**SUPPLIED ENTRIES**
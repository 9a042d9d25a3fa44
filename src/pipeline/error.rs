//! Ingestion error taxonomy.

use thiserror::Error;

use crate::storage::StorageError;

#[derive(Debug, Clone, PartialEq, Eq, Error)]
pub enum IngestError {
    /// No body, an empty body, or a JSON `null`.
    #[error("Missing required fields")]
    MissingBody,

    /// Joined validation issues.
    #[error("The provided parameters are invalid: {0}")]
    Invalid(String),

    /// Only produced when sweep failures are surfaced.
    #[error("Channel not found: {0}")]
    ChannelNotFound(String),

    #[error("An error occurred while creating the log: {0}")]
    StorageFailure(#[source] StorageError),
}

impl IngestError {
    /// HTTP status the caller should see.
    pub fn status_code(&self) -> u16 {
        match self {
            IngestError::MissingBody | IngestError::Invalid(_) => 400,
            IngestError::ChannelNotFound(_) => 404,
            IngestError::StorageFailure(_) => 500,
        }
    }

    pub fn is_client_error(&self) -> bool {
        (400..500).contains(&self.status_code())
    }

    /// Message safe to return to callers. Storage details stay in the logs.
    pub fn public_message(&self) -> String {
        match self {
            IngestError::ChannelNotFound(_) => "Channel not found".to_string(),
            IngestError::StorageFailure(_) => {
                "An error occurred while creating the log".to_string()
            }
            other => other.to_string(),
        }
    }
}

#[cfg(test)]
mod tests {
    use super::*;

    #[test]
    fn test_status_codes() {
        assert_eq!(IngestError::MissingBody.status_code(), 400);
        assert_eq!(IngestError::Invalid("x".into()).status_code(), 400);
        assert_eq!(IngestError::ChannelNotFound("c".into()).status_code(), 404);
        let storage = IngestError::StorageFailure(StorageError::Backend("disk".into()));
        assert_eq!(storage.status_code(), 500);
        assert!(!storage.is_client_error());
        assert!(IngestError::MissingBody.is_client_error());
    }

    #[test]
    fn test_public_messages() {
        assert_eq!(
            IngestError::Invalid("[0].host is required".into()).public_message(),
            "The provided parameters are invalid: [0].host is required"
        );
        let storage = IngestError::StorageFailure(StorageError::Backend("disk".into()));
        assert_eq!(
            storage.public_message(),
            "An error occurred while creating the log"
        );
    }
}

**TASK DESCRIPTION**
Only the number is wanted: how many lines of the data contain the word "occurred"?

**ANSWER FOR THIS EXERCISE**
3